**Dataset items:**
○ ○ ○ ○

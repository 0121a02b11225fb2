//! Session state store: durable key-value storage behind every component.
//!
//! Implementations may fail at any time (quota, privacy mode, missing disk).
//! Components never see those failures directly; they go through [`StoreExt`],
//! which logs and degrades a failed read to "no prior state" and a failed
//! write to "not persisted this time".
use log::warn;
use serde::Serialize;
use serde::de::DeserializeOwned;
use serde_json::{Map, Value};
use std::cell::RefCell;
use std::collections::HashMap;
use std::rc::Rc;
use thiserror::Error;

/// Errors a store backend can report.
#[derive(Debug, Error)]
pub enum StoreError {
    #[error("storage unavailable: {0}")]
    Unavailable(String),
    #[error("serialization error: {0}")]
    Serialization(#[from] serde_json::Error),
}

/// Durable JSON key-value storage.
///
/// Methods take `&self`; backends use interior mutability so the store can be
/// shared by the components of a single-threaded session.
pub trait Store {
    /// Read the value stored under `key`.
    ///
    /// # Errors
    ///
    /// Returns an error if the backend cannot be read.
    fn get(&self, key: &str) -> Result<Option<Value>, StoreError>;

    /// Replace the value stored under `key`.
    ///
    /// # Errors
    ///
    /// Returns an error if the backend rejects the write.
    fn set(&self, key: &str, value: Value) -> Result<(), StoreError>;
}

impl<S: Store + ?Sized> Store for &S {
    fn get(&self, key: &str) -> Result<Option<Value>, StoreError> {
        (**self).get(key)
    }

    fn set(&self, key: &str, value: Value) -> Result<(), StoreError> {
        (**self).set(key, value)
    }
}

impl<S: Store + ?Sized> Store for Rc<S> {
    fn get(&self, key: &str) -> Result<Option<Value>, StoreError> {
        (**self).get(key)
    }

    fn set(&self, key: &str, value: Value) -> Result<(), StoreError> {
        (**self).set(key, value)
    }
}

/// Typed, failure-tolerant helpers layered over any [`Store`].
pub trait StoreExt: Store {
    /// Load and decode `key`. Missing keys, backend failures, and values of
    /// the wrong shape all read as `None`.
    fn load<T: DeserializeOwned>(&self, key: &str) -> Option<T> {
        let value = match self.get(key) {
            Ok(Some(value)) => value,
            Ok(None) => return None,
            Err(err) => {
                warn!("store read for {key} failed: {err}");
                return None;
            }
        };
        match serde_json::from_value(value) {
            Ok(decoded) => Some(decoded),
            Err(err) => {
                warn!("stored value for {key} has an unexpected shape: {err}");
                None
            }
        }
    }

    /// Encode and write `value`. Returns `false` when it was not persisted.
    fn persist<T: Serialize + ?Sized>(&self, key: &str, value: &T) -> bool {
        let encoded = match serde_json::to_value(value) {
            Ok(encoded) => encoded,
            Err(err) => {
                warn!("could not encode {key}: {err}");
                return false;
            }
        };
        match self.set(key, encoded) {
            Ok(()) => true,
            Err(err) => {
                warn!("store write for {key} failed, continuing in memory: {err}");
                false
            }
        }
    }

    /// Shallow-merge the fields of `patch` into the object stored at `key`.
    ///
    /// A missing or non-object value is replaced by the patch fields. Returns
    /// the merged value whether or not it could be written back.
    fn merge(&self, key: &str, patch: Map<String, Value>) -> Value {
        let mut base = match self.load::<Value>(key) {
            Some(Value::Object(map)) => map,
            _ => Map::new(),
        };
        for (field, value) in patch {
            base.insert(field, value);
        }
        let merged = Value::Object(base);
        self.persist(key, &merged);
        merged
    }
}

impl<S: Store + ?Sized> StoreExt for S {}

/// In-memory store. Clones share the same backing map.
#[derive(Debug, Clone, Default)]
pub struct MemoryStore {
    entries: Rc<RefCell<HashMap<String, Value>>>,
}

impl MemoryStore {
    #[must_use]
    pub fn new() -> Self {
        Self::default()
    }

    /// Raw value currently held under `key`.
    #[must_use]
    pub fn raw(&self, key: &str) -> Option<Value> {
        self.entries.borrow().get(key).cloned()
    }

    #[must_use]
    pub fn len(&self) -> usize {
        self.entries.borrow().len()
    }

    #[must_use]
    pub fn is_empty(&self) -> bool {
        self.entries.borrow().is_empty()
    }
}

impl Store for MemoryStore {
    fn get(&self, key: &str) -> Result<Option<Value>, StoreError> {
        Ok(self.entries.borrow().get(key).cloned())
    }

    fn set(&self, key: &str, value: Value) -> Result<(), StoreError> {
        self.entries.borrow_mut().insert(key.to_string(), value);
        Ok(())
    }
}

/// A store whose every call fails, standing in for denied storage.
#[derive(Debug, Clone, Copy, Default)]
pub struct UnavailableStore;

impl Store for UnavailableStore {
    fn get(&self, _key: &str) -> Result<Option<Value>, StoreError> {
        Err(StoreError::Unavailable("storage access denied".to_string()))
    }

    fn set(&self, _key: &str, _value: Value) -> Result<(), StoreError> {
        Err(StoreError::Unavailable("storage access denied".to_string()))
    }
}
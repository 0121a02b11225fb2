//! Daily and lifetime usage counters with a cap.
//!
//! Every call reads, decides, and writes in one synchronous step, so rapid
//! repeated calls cannot spend the same unit twice.
use log::debug;
use serde::{Deserialize, Serialize};
use serde_json::Value;

use crate::date::DateKey;
use crate::store::{Store, StoreExt};

/// Whether a counter resets each UTC day or accumulates forever.
#[derive(Debug, Clone, Copy, PartialEq, Eq, Serialize, Deserialize)]
#[serde(rename_all = "snake_case")]
pub enum UsageScope {
    Daily,
    Lifetime,
}

/// Persisted counter shape.
#[derive(Debug, Clone, Default, PartialEq, Eq, Serialize, Deserialize)]
pub struct UsageCounter {
    #[serde(default, skip_serializing_if = "Option::is_none")]
    pub date: Option<DateKey>,
    #[serde(default)]
    pub count: u32,
}

/// Result of a consume attempt.
#[derive(Debug, Clone, Copy, PartialEq, Eq, Serialize)]
pub struct UsageDecision {
    pub allowed: bool,
    pub remaining: u32,
}

/// Read-only view of a counter.
#[derive(Debug, Clone, Copy, PartialEq, Eq, Serialize)]
pub struct UsageStatus {
    pub used: u32,
    pub limit: u32,
    pub remaining: u32,
}

impl UsageStatus {
    #[must_use]
    pub const fn exhausted(&self) -> bool {
        self.remaining == 0
    }
}

/// Decode whatever is stored under a counter key. Older builds stored the
/// lifetime spread count as a bare number (sometimes as a string).
fn read_counter<S: Store + ?Sized>(store: &S, key: &str) -> UsageCounter {
    match store.load::<Value>(key) {
        Some(Value::Number(n)) => UsageCounter {
            date: None,
            count: n.as_u64().and_then(|v| u32::try_from(v).ok()).unwrap_or(0),
        },
        Some(Value::String(s)) => UsageCounter {
            date: None,
            count: s.trim().parse().unwrap_or(0),
        },
        Some(value @ Value::Object(_)) => serde_json::from_value(value).unwrap_or_default(),
        _ => UsageCounter::default(),
    }
}

/// Count already used in the current window.
fn effective_count(counter: &UsageCounter, scope: UsageScope, today: &DateKey, limit: u32) -> u32 {
    match scope {
        UsageScope::Daily if counter.date.as_ref() != Some(today) => 0,
        UsageScope::Daily => counter.count,
        UsageScope::Lifetime => counter.count.min(limit),
    }
}

/// Inspect a counter without consuming from it.
pub fn peek<S: Store + ?Sized>(
    store: &S,
    key: &str,
    scope: UsageScope,
    limit: u32,
    today: &DateKey,
) -> UsageStatus {
    let used = effective_count(&read_counter(store, key), scope, today, limit);
    UsageStatus {
        used,
        limit,
        remaining: limit.saturating_sub(used),
    }
}

/// Consume one unit if the cap allows it.
///
/// A refused attempt leaves the stored counter untouched. Lifetime counters
/// never store a count above `limit`.
pub fn try_consume<S: Store + ?Sized>(
    store: &S,
    key: &str,
    scope: UsageScope,
    limit: u32,
    today: &DateKey,
) -> UsageDecision {
    let used = effective_count(&read_counter(store, key), scope, today, limit);
    if used >= limit {
        debug!("usage {key} refused at {used}/{limit}");
        return UsageDecision {
            allowed: false,
            remaining: 0,
        };
    }

    let next = used.saturating_add(1).min(limit);
    let counter = match scope {
        UsageScope::Daily => UsageCounter {
            date: Some(today.clone()),
            count: next,
        },
        UsageScope::Lifetime => UsageCounter {
            date: None,
            count: next,
        },
    };
    store.persist(key, &counter);
    UsageDecision {
        allowed: true,
        remaining: limit - next,
    }
}
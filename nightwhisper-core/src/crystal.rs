//! Crystal library, recommendation voting, daily grants, and the garden.
use log::debug;
use rand::Rng;
use rand::seq::SliceRandom;
use regex::Regex;
use serde::{Deserialize, Serialize};
use serde_json::Value;
use smallvec::SmallVec;
use std::sync::OnceLock;

use crate::cards::{TarotCard, infer_card_mood};
use crate::constants::{
    CRYSTAL_COLLECTION_CAP, DAILY_CRYSTAL_LIMIT, DEFAULT_CRYSTAL_ID, DEFAULT_FOCUS_LINE,
    DEFAULT_SNAPSHOT_SOURCE, KEY_CRYSTAL_COLLECTION, KEY_DAILY_CRYSTAL,
};
use crate::date::DateKey;
use crate::moon::PhaseKey;
use crate::store::{Store, StoreExt};
use crate::usage::{self, UsageScope, UsageStatus};

/// Static definition of a collectible crystal.
#[derive(Debug, PartialEq, Eq, Serialize)]
#[serde(rename_all = "camelCase")]
pub struct CrystalDef {
    pub id: &'static str,
    pub name: &'static str,
    pub alias: &'static str,
    pub emoji: &'static str,
    pub guardian_for: Option<&'static str>,
    pub palette: [&'static str; 2],
    pub energy_range: (u8, u8),
    pub uses: &'static [&'static str],
    pub nightly: &'static [&'static str],
}
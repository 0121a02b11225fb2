//! Daily secret roller.
//!
//! Once per UTC day the app rolls for a rare easter egg. The roll is split
//! into [`decide`], which only needs a random source, and [`roll_or_replay`],
//! which adds the store read and write around it.
use log::debug;
use rand::Rng;
use serde::{Deserialize, Serialize};

use crate::constants::KEY_SECRET_SEED;
use crate::date::DateKey;
use crate::seed::pick_salted;
use crate::store::{Store, StoreExt};

/// Identifier of each secret kind.
#[derive(Debug, Clone, Copy, PartialEq, Eq, Hash, Serialize, Deserialize)]
#[serde(rename_all = "kebab-case")]
pub enum SecretId {
    MoonFragment,
    MysteryBottle,
    LostStarStone,
    ProphecyLine,
    ArcanaHalf,
    EasterAurora,
}

/// Static description of a secret kind.
#[derive(Debug, PartialEq, Eq, Serialize)]
pub struct SecretKind {
    pub id: SecretId,
    pub label: &'static str,
    pub desc: &'static str,
}

pub static SECRET_POOL: [SecretKind; 6] = [
    SecretKind {
        id: SecretId::MoonFragment,
        label: "Moon Fragment",
        desc: "Cards glow with shattered moonlight borders, echoing softly in the night wind.",
    },
    SecretKind {
        id: SecretId::MysteryBottle,
        label: "Mystery Bottle",
        desc: "A hidden star-whisper is buried inside the Dream Bottle.",
    },
    SecretKind {
        id: SecretId::LostStarStone,
        label: "Lost Star Stone",
        desc: "Pixel constellations twinkle twice as fast, glowing briefly when near the Star Stone.",
    },
    SecretKind {
        id: SecretId::ProphecyLine,
        label: "Prophecy Line",
        desc: "A single line of prophecy appears on the homepage, meant only for tonight.",
    },
    SecretKind {
        id: SecretId::ArcanaHalf,
        label: "Hidden Card · 0.5",
        desc: "Adds a Major Arcana 0.5: 'The Between'.",
    },
    SecretKind {
        id: SecretId::EasterAurora,
        label: "Secret Aurora",
        desc: "Background shifts to an aurora halo, glowing throughout the night.",
    },
];

pub static PROPHECY_LINES: [&str; 5] = [
    "Moonlight tucks the answer around the corner, keeping a lamp on for the passing self.",
    "The night wind flips an old dream over, carrying a seed of glimmering light.",
    "Look up at the crack in the ceiling; it might open right into a sea of stars.",
    "Fold the unsent letter into a boat, floating in a glass waiting for a moon tide.",
    "Even a speck of dust knows the way home, as long as the light stays on.",
];

/// Extra data attached to a hit.
#[derive(Debug, Clone, PartialEq, Eq, Serialize, Deserialize)]
pub struct SecretPayload {
    pub line: String,
}

/// The outcome of one day's roll.
#[derive(Debug, Clone, PartialEq, Eq, Serialize, Deserialize)]
pub struct DailySecretRecord {
    pub date: DateKey,
    pub hit: bool,
    #[serde(default, skip_serializing_if = "Option::is_none")]
    pub id: Option<SecretId>,
    #[serde(default, skip_serializing_if = "Option::is_none")]
    pub payload: Option<SecretPayload>,
}

impl DailySecretRecord {
    #[must_use]
    pub const fn miss(date: DateKey) -> Self {
        Self {
            date,
            hit: false,
            id: None,
            payload: None,
        }
    }

    /// True when today's roll unlocked `id`.
    #[must_use]
    pub fn is(&self, id: SecretId) -> bool {
        self.hit && self.id == Some(id)
    }
}

/// A resolved hit, ready for display.
#[derive(Debug, Clone, PartialEq, Eq, Serialize)]
pub struct ActiveSecret {
    pub kind: &'static SecretKind,
    pub payload: Option<SecretPayload>,
}

impl ActiveSecret {
    #[must_use]
    pub fn prophecy(&self) -> Option<&str> {
        self.payload.as_ref().map(|p| p.line.as_str())
    }
}

#[must_use]
pub fn secret_kind(id: SecretId) -> &'static SecretKind {
    SECRET_POOL
        .iter()
        .find(|kind| kind.id == id)
        .unwrap_or(&SECRET_POOL[0])
}

/// Roll a fresh record for `today`. Draws exactly one `[0, 1)` sample for the
/// hit check, plus the kind and prophecy picks on a hit.
pub fn decide<R: Rng + ?Sized>(today: DateKey, rng: &mut R, hit_probability: f64) -> DailySecretRecord {
    let roll: f64 = rng.r#gen();
    if roll >= hit_probability {
        return DailySecretRecord::miss(today);
    }
    let kind = &SECRET_POOL[rng.gen_range(0..SECRET_POOL.len())];
    let payload = (kind.id == SecretId::ProphecyLine).then(|| SecretPayload {
        line: PROPHECY_LINES[rng.gen_range(0..PROPHECY_LINES.len())].to_string(),
    });
    DailySecretRecord {
        date: today,
        hit: true,
        id: Some(kind.id),
        payload,
    }
}

/// Return today's stored record, or roll and persist a new one.
///
/// A stored record for another day is ignored and overwritten. When the store
/// cannot be read or written the roll still happens; it just is not remembered.
pub fn roll_or_replay<S, R>(
    today: &DateKey,
    store: &S,
    rng: &mut R,
    hit_probability: f64,
) -> DailySecretRecord
where
    S: Store + ?Sized,
    R: Rng + ?Sized,
{
    if let Some(mut existing) = store.load::<DailySecretRecord>(KEY_SECRET_SEED)
        && &existing.date == today
    {
        if existing.is(SecretId::ProphecyLine) && existing.payload.is_none() {
            existing.payload = Some(SecretPayload {
                line: PROPHECY_LINES[rng.gen_range(0..PROPHECY_LINES.len())].to_string(),
            });
            debug!("filled missing prophecy line for {today}");
            store.persist(KEY_SECRET_SEED, &existing);
        }
        return existing;
    }

    let record = decide(today.clone(), rng, hit_probability);
    debug!("secret roll for {today}: hit={} id={:?}", record.hit, record.id);
    store.persist(KEY_SECRET_SEED, &record);
    record
}

/// Resolve a record into its secret kind. A prophecy hit that lost its line
/// and could not be repaired in the store shows a line picked from its date,
/// so it stays the same all day.
#[must_use]
pub fn active_secret(record: &DailySecretRecord) -> Option<ActiveSecret> {
    if !record.hit {
        return None;
    }
    let kind = secret_kind(record.id?);
    let payload = match (&record.payload, kind.id) {
        (Some(payload), _) => Some(payload.clone()),
        (None, SecretId::ProphecyLine) => pick_salted(&PROPHECY_LINES, record.date.as_str(), 0)
            .map(|line| SecretPayload {
                line: (*line).to_string(),
            }),
        (None, _) => None,
    };
    Some(ActiveSecret { kind, payload })
}

#[cfg(test)]
mod tests {
    use super::*;
    use crate::store::{MemoryStore, UnavailableStore};
    use rand::SeedableRng;
    use rand::rngs::mock::StepRng;
    use rand_chacha::ChaCha8Rng;

    fn day(value: &str) -> DateKey {
        DateKey::parse(value).unwrap()
    }

    #[test]
    fn certain_hit_picks_from_pool() {
        let mut rng = ChaCha8Rng::seed_from_u64(3);
        let record = decide(day("2024-05-01"), &mut rng, 1.0);
        assert!(record.hit);
        let id = record.id.unwrap();
        assert!(SECRET_POOL.iter().any(|k| k.id == id));
        assert_eq!(record.payload.is_some(), id == SecretId::ProphecyLine);
    }

    #[test]
    fn zero_probability_never_hits() {
        let mut rng = ChaCha8Rng::seed_from_u64(9);
        for _ in 0..200 {
            assert!(!decide(day("2024-05-01"), &mut rng, 0.0).hit);
        }
    }

    #[test]
    fn low_sample_hits_at_one_percent() {
        // StepRng at zero yields a 0.0 sample, below the 1% threshold.
        let mut rng = StepRng::new(0, 0);
        let record = decide(day("2024-05-01"), &mut rng, 0.01);
        assert!(record.hit);
        assert_eq!(record.id, Some(SecretId::MoonFragment));
    }

    #[test]
    fn replay_is_identical_within_a_day() {
        let store = MemoryStore::new();
        let mut rng = ChaCha8Rng::seed_from_u64(11);
        let today = day("2024-05-02");
        let first = roll_or_replay(&today, &store, &mut rng, 0.5);
        for _ in 0..10 {
            assert_eq!(roll_or_replay(&today, &store, &mut rng, 0.5), first);
        }
    }

    #[test]
    fn new_day_rolls_again() {
        let store = MemoryStore::new();
        let mut rng = ChaCha8Rng::seed_from_u64(12);
        let first = roll_or_replay(&day("2024-05-02"), &store, &mut rng, 0.0);
        let second = roll_or_replay(&day("2024-05-03"), &store, &mut rng, 0.0);
        assert_eq!(first.date.as_str(), "2024-05-02");
        assert_eq!(second.date.as_str(), "2024-05-03");
    }

    #[test]
    fn unavailable_store_still_returns_a_record() {
        let mut rng = ChaCha8Rng::seed_from_u64(13);
        let record = roll_or_replay(&day("2024-05-04"), &UnavailableStore, &mut rng, 0.0);
        assert_eq!(record, DailySecretRecord::miss(day("2024-05-04")));
    }

    #[test]
    fn stored_shape_uses_kebab_ids() {
        let record = DailySecretRecord {
            date: day("2024-05-05"),
            hit: true,
            id: Some(SecretId::ArcanaHalf),
            payload: None,
        };
        let json = serde_json::to_value(&record).unwrap();
        assert_eq!(json["id"], "arcana-half");
        assert!(json.get("payload").is_none());
    }

    fn lineless_prophecy(date: &str) -> DailySecretRecord {
        DailySecretRecord {
            date: day(date),
            hit: true,
            id: Some(SecretId::ProphecyLine),
            payload: None,
        }
    }

    #[test]
    fn active_secret_fills_missing_prophecy() {
        let record = lineless_prophecy("2024-05-06");
        let active = active_secret(&record).unwrap();
        assert!(PROPHECY_LINES.contains(&active.prophecy().unwrap()));
        assert_eq!(active_secret(&record), Some(active));
        assert!(active_secret(&DailySecretRecord::miss(day("2024-05-06"))).is_none());
    }

    #[test]
    fn replay_repairs_prophecy_line_once() {
        let store = MemoryStore::new();
        let today = day("2024-05-07");
        assert!(store.persist(KEY_SECRET_SEED, &lineless_prophecy("2024-05-07")));

        let mut lines = std::collections::HashSet::new();
        for seed in 0..20 {
            let mut rng = ChaCha8Rng::seed_from_u64(seed);
            let record = roll_or_replay(&today, &store, &mut rng, 0.0);
            let active = active_secret(&record).unwrap();
            lines.insert(active.prophecy().unwrap().to_string());
        }
        assert_eq!(lines.len(), 1);

        let stored: DailySecretRecord = store.load(KEY_SECRET_SEED).unwrap();
        assert_eq!(
            stored.payload.map(|p| p.line),
            lines.into_iter().next()
        );
    }
}
use chrono::{Duration, TimeZone, Utc};
use nightwhisper_core::constants::{KEY_CHAT_DAILY, MS_PER_DAY, REF_NEW_MOON_MS, SYNODIC_DAYS};
use nightwhisper_core::crystal::{self, GrantPolicy};
use nightwhisper_core::usage::{self, UsageScope};
use nightwhisper_core::{
    CRYSTAL_LIBRARY, CrystalContext, DateKey, MemoryStore, PhaseKey, SnapshotContext,
    UnavailableStore, compute_phase_millis, normalize, recommend, roll_or_replay,
};
use rand::SeedableRng;
use rand_chacha::ChaCha8Rng;

fn period_ms() -> i64 {
    (SYNODIC_DAYS * MS_PER_DAY).round() as i64
}

fn day_offset(days: i64) -> DateKey {
    let base = Utc.with_ymd_and_hms(2024, 1, 1, 12, 0, 0).unwrap();
    DateKey::from_utc(base + Duration::days(days))
}

#[test]
fn one_period_visits_each_phase_once_in_order() {
    let step = 6 * 60 * 60 * 1000;
    let start = REF_NEW_MOON_MS + 60_000;
    let mut visited = vec![compute_phase_millis(start).phase_key];
    let mut t = start;
    while t < start + period_ms() {
        t += step;
        let key = compute_phase_millis(t).phase_key;
        if visited.last() != Some(&key) {
            visited.push(key);
        }
    }
    assert_eq!(
        visited,
        [
            PhaseKey::New,
            PhaseKey::First,
            PhaseKey::Full,
            PhaseKey::Last,
            PhaseKey::New
        ]
    );
}

#[test]
fn phase_is_periodic() {
    for t in [0_i64, 1_234_567_890_123, 1_700_000_000_000, -5_000_000_000] {
        let a = compute_phase_millis(t);
        let b = compute_phase_millis(t + period_ms());
        assert_eq!(a.phase_key, b.phase_key);
        assert!((a.progress - b.progress).abs() < 1e-6);
        assert!((0.0..1.0).contains(&a.progress));
        assert!((0.0..SYNODIC_DAYS).contains(&a.age_days));
    }
}

#[test]
fn secret_replays_within_a_day_for_any_rng() {
    let store = MemoryStore::new();
    let today = day_offset(0);
    let first = roll_or_replay(&today, &store, &mut ChaCha8Rng::seed_from_u64(1), 0.5);
    for seed in 2..20 {
        let again = roll_or_replay(&today, &store, &mut ChaCha8Rng::seed_from_u64(seed), 0.5);
        assert_eq!(again, first);
    }
}

#[test]
fn secret_without_storage_still_rolls() {
    let today = day_offset(0);
    let record = roll_or_replay(&today, &UnavailableStore, &mut ChaCha8Rng::seed_from_u64(3), 1.0);
    assert!(record.hit);
    assert_eq!(record.date, today);
}

#[test]
fn limiter_never_exceeds_cap() {
    let store = MemoryStore::new();
    let today = day_offset(0);
    let allowed = (0..10)
        .filter(|_| usage::try_consume(&store, KEY_CHAT_DAILY, UsageScope::Daily, 5, &today).allowed)
        .count();
    assert_eq!(allowed, 5);
    let tomorrow = day_offset(1);
    assert!(usage::try_consume(&store, KEY_CHAT_DAILY, UsageScope::Daily, 5, &tomorrow).allowed);
}

#[test]
fn normalizer_always_returns_expected_count() {
    let inputs = [
        None,
        Some(""),
        Some("only one"),
        Some("a\na\nb"),
        Some(r#"{"lines": ["x", "y", "z", "w"]}"#),
        Some("[1, 2"),
        Some("   \n  \n"),
    ];
    for raw in inputs {
        for expected in [1, 3, 5] {
            let lines = normalize(raw, expected, "star", |_| vec!["fb one".into(), "fb two".into()]);
            assert_eq!(lines.len(), expected, "input {raw:?}");
            assert!(lines.iter().all(|line| !line.trim().is_empty()));
        }
    }
}

#[test]
fn bright_day_full_moon_optimism_is_citrine() {
    let ctx = CrystalContext {
        weather: Some("day"),
        moon: Some(PhaseKey::Full),
        emotion: Some("optimism"),
    };
    let rec = recommend(ctx, &mut ChaCha8Rng::seed_from_u64(9)).unwrap();
    assert_eq!(rec.id, "citrine");
    assert_eq!(rec.reason, "Weather mood: day · Moon: full · Emotion: optimism");
}

#[test]
fn grants_stop_at_daily_limit() {
    let store = MemoryStore::new();
    let today = day_offset(0);
    let mut rng = ChaCha8Rng::seed_from_u64(4);
    let policy = GrantPolicy {
        daily_limit: 2,
        collection_cap: 24,
    };
    let granted: Vec<_> = (0..3)
        .map(|_| crystal::grant(&store, "amethyst", SnapshotContext::default(), &today, policy, &mut rng))
        .collect();
    assert!(granted[0].is_some());
    assert!(granted[1].is_some());
    assert!(granted[2].is_none());
}

#[test]
fn collection_stays_capped_after_many_days() {
    let store = MemoryStore::new();
    let mut rng = ChaCha8Rng::seed_from_u64(5);
    let policy = GrantPolicy {
        daily_limit: 1,
        collection_cap: 4,
    };
    for day in 0..100 {
        let id = CRYSTAL_LIBRARY[usize::try_from(day).unwrap() % CRYSTAL_LIBRARY.len()].id;
        let granted = crystal::grant(
            &store,
            id,
            SnapshotContext::default(),
            &day_offset(day),
            policy,
            &mut rng,
        );
        assert!(granted.is_some());
    }
    let garden = crystal::CrystalGarden::load(&store, 24);
    assert_eq!(garden.len(), 4);
    assert_eq!(garden.items()[0].date, day_offset(99));
}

○ ○ ○ ○

Whenever the string "second" turns up in a line above, copy that line out.

**RESPONSE TO THE TASK:**
        let second = roll_or_replay(&day("2024-05-03"), &store, &mut rng, 0.0);
        assert_eq!(second.date.as_str(), "2024-05-03");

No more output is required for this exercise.